そして塹壕、土嚢、有刺鉄線を組み合せたものが野戦築城だ。
……後は機関銃があれば、戦車や爆撃機が生まれるまでは完璧な防御陣地なの。日露戦争、二百三高地、再びね。
「とまあ、脱線しましたが土嚢を上手く使えば堤防になります。今回は、その積み方をご説明いたします」
わたしは、兵士の中でも小隊長くらいになる人々の前で実践する。
「うんしょっと。あまり砂を入れ過ぎますと重くて持ち上がらなくなるので、七割くらいを守ってください。積む方向ですが、必ず下流側に縛った口が向くようにしましょう」
既に砂が詰まった土嚢を持ち上げてみるわたし。
わたしの細腕でもなんとか持ち上がるくらいにしておかないと、作業性が悪くなるのだ。
……ここでも身体強化魔法をサボったのが響くわ。終わったらランニング共々鍛えておかないと、もしもの時に逃げる事も出来ないの!

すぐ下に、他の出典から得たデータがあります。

use draw_shapes::persistence::parse_record;
use draw_shapes::shape::{MIN_SCALE_SIZE, SCALE_DOWN_FACTOR, factory};
use draw_shapes::{Bounded, Point, Scene, Shape, ShapeColor, ShapeType};
use proptest::prelude::*;

fn color() -> impl Strategy<Value = ShapeColor> {
    prop::sample::select(ShapeColor::ALL.to_vec())
}

fn shape() -> impl Strategy<Value = ShapeType> {
    let coord = -500..500i32;
    let size = 1..300i32;
    prop_oneof![
        (color(), coord.clone(), coord.clone(), size.clone())
            .prop_map(|(c, x, y, s)| factory::create_square(c, Point::new(x, y), s).unwrap()),
        (color(), coord.clone(), coord.clone(), size.clone())
            .prop_map(|(c, x, y, d)| factory::create_circle(c, Point::new(x, y), d).unwrap()),
        (color(), coord.clone(), coord, size.clone(), size).prop_map(|(c, x, y, w, h)| {
            factory::create_rectangle(c, Point::new(x, y), w, h).unwrap()
        }),
    ]
}

// Size fields of a record: size, diameter, or width and height
fn smallest_side(record: &str) -> i32 {
    let fields: Vec<&str> = record.split(' ').collect();
    let sides = if fields[0] == "RECTANGLE" { &fields[3..5] } else { &fields[3..4] };
    sides.iter().map(|f| f.parse::<i32>().unwrap()).min().unwrap()
}

proptest! {
    #[test]
    fn square_contains_its_interior(x in -500..500i32, y in -500..500i32, size in 1..300i32,
                                    fx in 0.0..=1.0f64, fy in 0.0..=1.0f64) {
        let square = factory::create_square(ShapeColor::Red, Point::new(x, y), size).unwrap();
        let p = Point::new(x + (fx * size as f64) as i32, y + (fy * size as f64) as i32);
        prop_assert!(square.contains(p));
        prop_assert!(!square.contains(Point::new(x + size + 1, y)));
    }

    #[test]
    fn circle_contains_its_center(shape_center in (-500..500i32, -500..500i32), d in 1..300i32) {
        let center = Point::new(shape_center.0, shape_center.1);
        let circle = factory::create_circle(ShapeColor::Blue, center, d).unwrap();
        prop_assert!(circle.contains(center));
        prop_assert!(!circle.contains(Point::new(center.x + d, center.y)));
    }

    #[test]
    fn intersects_is_symmetric(a in shape(), b in shape()) {
        prop_assert_eq!(a.intersects(&b), b.intersects(&a));
        prop_assert!(a.intersects(&a));
    }

    #[test]
    fn scale_down_never_crosses_the_floor(s in shape(), steps in 1..20usize) {
        let mut s = s;
        for _ in 0..steps {
            let before = s.to_record();
            let smallest = smallest_side(&before);
            let scaled = s.scale_down();
            if scaled {
                prop_assert!(smallest_side(&s.to_record()) >= MIN_SCALE_SIZE);
            } else {
                prop_assert_eq!(s.to_record(), before);
                prop_assert!((f64::from(smallest) * SCALE_DOWN_FACTOR) < f64::from(MIN_SCALE_SIZE));
            }
        }
    }

    #[test]
    fn scale_keeps_anchor(s in shape()) {
        let mut s = s;
        let anchor = s.anchor();
        s.scale_up();
        s.scale_down();
        prop_assert_eq!(s.anchor(), anchor);
    }

    #[test]
    fn record_parses_back(s in shape(), selected in any::<bool>()) {
        let mut s = s;
        s.set_selected(selected);
        let record = s.to_record();
        let parsed = parse_record(&record, 1).unwrap().unwrap();
        prop_assert_eq!(parsed.to_record(), record);
        prop_assert_eq!(parsed.kind(), s.kind());
        prop_assert_eq!(parsed.bounding_box(), s.bounding_box());
    }

    #[test]
    fn front_then_back_preserves_subsequences(
        flags in prop::collection::vec(any::<bool>(), 0..12)
    ) {
        let mut scene = Scene::new();
        for (i, selected) in flags.iter().enumerate() {
            let anchor = Point::new(i as i32, 0);
            let mut s = factory::create_square(ShapeColor::Green, anchor, 5).unwrap();
            s.set_selected(*selected);
            scene.add_shape(s);
        }
        let (selected, unselected): (Vec<_>, Vec<_>) = scene.iter().partition(|s| s.is_selected());
        let selected: Vec<_> = selected.iter().map(|s| s.id()).collect();
        let unselected: Vec<_> = unselected.iter().map(|s| s.id()).collect();

        scene.bring_to_front();
        scene.send_to_back();
        let order: Vec<_> = scene.iter().map(|s| s.id()).collect();
        prop_assert_eq!(order, [selected, unselected].concat());
        prop_assert_eq!(scene.len(), flags.len());
    }
}
use std::path::PathBuf;
use thiserror::Error;

/// Errors raised by shapes, the color codec and scene persistence
#[derive(Debug, Error)]
pub enum ShapeError {
    /// A required constructor field was missing or out of range
    #[error("Invalid argument: {0}")]
    InvalidArgument(String),

    /// A color outside the supported palette
    #[error("Unsupported color: {0}")]
    UnsupportedColor(String),

    /// Reading or writing a scene file failed
    #[error("I/O failure on {}: {source}", path.display())]
    Io {
        path: PathBuf,
        #[source]
        source: std::io::Error,
    },

    /// A persisted line could not be parsed
    #[error("Malformed record on line {line}: {reason}")]
    MalformedRecord { line: usize, reason: String },
}

impl ShapeError {
    pub(crate) fn io(path: impl Into<PathBuf>, source: std::io::Error) -> Self {
        Self::Io {
            path: path.into(),
            source,
        }
    }

    pub(crate) fn malformed(line: usize, reason: impl Into<String>) -> Self {
        Self::MalformedRecord {
            line,
            reason: reason.into(),
        }
    }
}

/// Result type for shape and scene operations
pub type ShapeResult<T> = Result<T, ShapeError>;
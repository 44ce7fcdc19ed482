use std::path::Path;

use egui::{Key, Modifiers, PointerButton};
use log::{debug, info, warn};
use serde::{Deserialize, Serialize};

use crate::color::ShapeColor;
use crate::config::EditorConfig;
use crate::error::ShapeResult;
use crate::geometry::Point;
use crate::input::InputEvent;
use crate::scene::Scene;
use crate::shape::{ShapeBuilder, ShapeKind};

/// What a primary click and the arrow keys do
#[derive(Debug, Clone, Copy, PartialEq, Eq, Default, Serialize, Deserialize)]
pub enum OperationMode {
    #[default]
    Draw,
    Move,
    Resize,
}

impl OperationMode {
    pub const ALL: [OperationMode; 3] =
        [OperationMode::Draw, OperationMode::Move, OperationMode::Resize];

    pub fn label(self) -> &'static str {
        match self {
            OperationMode::Draw => "Draw",
            OperationMode::Move => "Move",
            OperationMode::Resize => "Resize",
        }
    }
}

/// User choices that persist between sessions
#[derive(Debug, Clone, PartialEq, Serialize, Deserialize)]
#[serde(default)]
pub struct EditorSettings {
    pub color: ShapeColor,
    pub shape_kind: ShapeKind,
    pub mode: OperationMode,
}

impl Default for EditorSettings {
    fn default() -> Self {
        Self {
            color: ShapeColor::Red,
            shape_kind: ShapeKind::Square,
            mode: OperationMode::Draw,
        }
    }
}

/// Maps user input onto scene operations
#[derive(Debug)]
pub struct Editor {
    scene: Scene,
    config: EditorConfig,
    pub settings: EditorSettings,
}

impl Default for Editor {
    fn default() -> Self {
        Self::new(EditorConfig::default())
    }
}

impl Editor {
    pub fn new(config: EditorConfig) -> Self {
        Self {
            scene: Scene::with_undo_limit(config.undo_limit),
            config,
            settings: EditorSettings::default(),
        }
    }

    pub fn with_settings(mut self, settings: EditorSettings) -> Self {
        self.settings = settings;
        self
    }

    pub fn scene(&self) -> &Scene {
        &self.scene
    }

    pub fn scene_mut(&mut self) -> &mut Scene {
        &mut self.scene
    }

    pub fn config(&self) -> &EditorConfig {
        &self.config
    }

    /// Apply one input event. Returns true when a repaint is needed.
    pub fn handle_event(&mut self, event: &InputEvent) -> bool {
        match *event {
            InputEvent::PointerDown { position } => {
                self.scene.start_drag(position);
                true
            }
            InputEvent::PointerDrag { position } => {
                self.scene.update_select_rect(position);
                true
            }
            InputEvent::PointerUp => {
                self.scene.stop_drag();
                true
            }
            InputEvent::Click { position, button } => self.on_click(position, button),
            InputEvent::Scroll { delta } => {
                if delta > 0.0 {
                    self.scene.scale_up_selected_shapes()
                } else {
                    self.scene.scale_down_selected_shapes()
                }
            }
            InputEvent::KeyDown { key, modifiers } => self.on_key(key, modifiers),
        }
    }

    fn on_click(&mut self, position: Point, button: PointerButton) -> bool {
        match button {
            PointerButton::Primary if self.settings.mode == OperationMode::Draw => {
                match self.add_shape_at(position) {
                    Ok(()) => true,
                    Err(e) => {
                        warn!("Could not create shape at {:?}: {}", position, e);
                        false
                    }
                }
            }
            PointerButton::Secondary => {
                let hits = self.scene.set_selected_at(position);
                debug!("Selected {} shapes at {:?}", hits, position);
                true
            }
            _ => false,
        }
    }

    fn on_key(&mut self, key: Key, modifiers: Modifiers) -> bool {
        if (modifiers.ctrl || modifiers.command) && key == Key::Z {
            return self.undo();
        }

        let step = self.config.move_step;
        match (self.settings.mode, key) {
            (OperationMode::Move, Key::ArrowUp) => self.scene.move_selected_shapes(0, -step),
            (OperationMode::Move, Key::ArrowDown) => self.scene.move_selected_shapes(0, step),
            (OperationMode::Move, Key::ArrowLeft) => self.scene.move_selected_shapes(-step, 0),
            (OperationMode::Move, Key::ArrowRight) => self.scene.move_selected_shapes(step, 0),
            (OperationMode::Resize, Key::ArrowUp) => self.scene.scale_up_selected_shapes(),
            (OperationMode::Resize, Key::ArrowDown) => self.scene.scale_down_selected_shapes(),
            (_, Key::Delete | Key::Backspace) => self.remove_selected(),
            _ => false,
        }
    }

    /// Add a shape of the current kind and color centered on `position`
    pub fn add_shape_at(&mut self, position: Point) -> ShapeResult<()> {
        let builder = ShapeBuilder::new(self.settings.shape_kind)
            .color(self.settings.color)
            .center(position);
        let builder = match self.settings.shape_kind {
            ShapeKind::Square => builder.size(self.config.square_size),
            ShapeKind::Circle => builder.size(self.config.circle_diameter),
            ShapeKind::Rectangle => {
                builder.dimensions(self.config.rectangle_width, self.config.rectangle_height)
            }
        };
        self.scene.add_shape(builder.build()?);
        Ok(())
    }

    pub fn remove_selected(&mut self) -> bool {
        let ids = self.scene.selected_ids();
        if ids.is_empty() {
            return false;
        }
        self.scene.remove_shapes(&ids);
        true
    }

    pub fn bring_to_front(&mut self) {
        self.scene.bring_to_front();
    }

    pub fn send_to_back(&mut self) {
        self.scene.send_to_back();
    }

    pub fn undo(&mut self) -> bool {
        self.scene.undo()
    }

    pub fn save(&self, path: impl AsRef<Path>) -> ShapeResult<()> {
        self.scene.save_to_file(path.as_ref())
    }

    pub fn load(&mut self, path: impl AsRef<Path>) -> ShapeResult<()> {
        let path = path.as_ref();
        info!("Loading scene from {}", path.display());
        self.scene.load_from_file(path)
    }
}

悪役令嬢になる気は毛頭ないが、無理やり悪役にさせられる展開は無いとも言えない。
今回、非常に目立ってしまった以上気を付けないといけないとわたしは思った。
……だったら目立つなって話なんだけど、わたし我慢できなかったんだもん。出来る事をしないで命が失われるのはイヤよ。
「前世」最後の記憶が、テロで破壊されるダム建設現場で地元の子供たちを庇った事。
死んでもバカは治らない事を、今更思うわたしだった。
「続いて積み上げ方ですが、平らになる様に一列に積んでいきます。大体人一人の身長幅に八ツくらい並べます。この際にお互いが少し重なるようにしましょう。詰んだら上から踏み固めて、二段目は互い違いになる様に積みます」
実際の土嚢を積み上げながら、わたしは説明する。
聞いている兵士のお兄さん方、かなり真剣な様子だ。
「以上を応用して壁を積み上げれば、堤防代わりになります。では、実際の現場に土嚢を運び込んで作業をお願いします。その際、荷馬車がいけない先は小舟に乗せて運びましょう」
「了解です、お嬢さま。野郎ども、アミータお嬢さまにカッコいいところを見せるぞ!」
「うぉぉ!」
妙に盛り上がるお兄さん方。
そのノリについていけないわたしだが、イグナティオさまが説明してくれる。
「若くて綺麗な貴族令嬢のお姉さんが応援かつ支援してくれる事は、騎士でもあまりないですからね。今回、どうにもならない災害相手に戦い方をアミータお姉さんが教えてくれたのは嬉しかったのでしょう」
「はい、閣下。その通りでございます。我らは全員下町に家族がいます。避難は既にしていますが、それでも災害が大きく成れば大変な事になります。それをアミータ姫さまが助けて下さるとは感謝してもしきれないです。では、これより現場に参ります」
イグナティオさまの説明後に、兵士の指揮官らしき方がわたしの前に来て、跪いて感謝の言葉を述べてくれた。
「では、皆さまが無事に作業を成される事、被害が小さくなる事をお祈りいたしますわ。では、皆さま。ご安全に!」
「御意! さあ、出陣だ!」
わたしは、イグナティオさまと共に兵士の皆さんの出陣を見守った。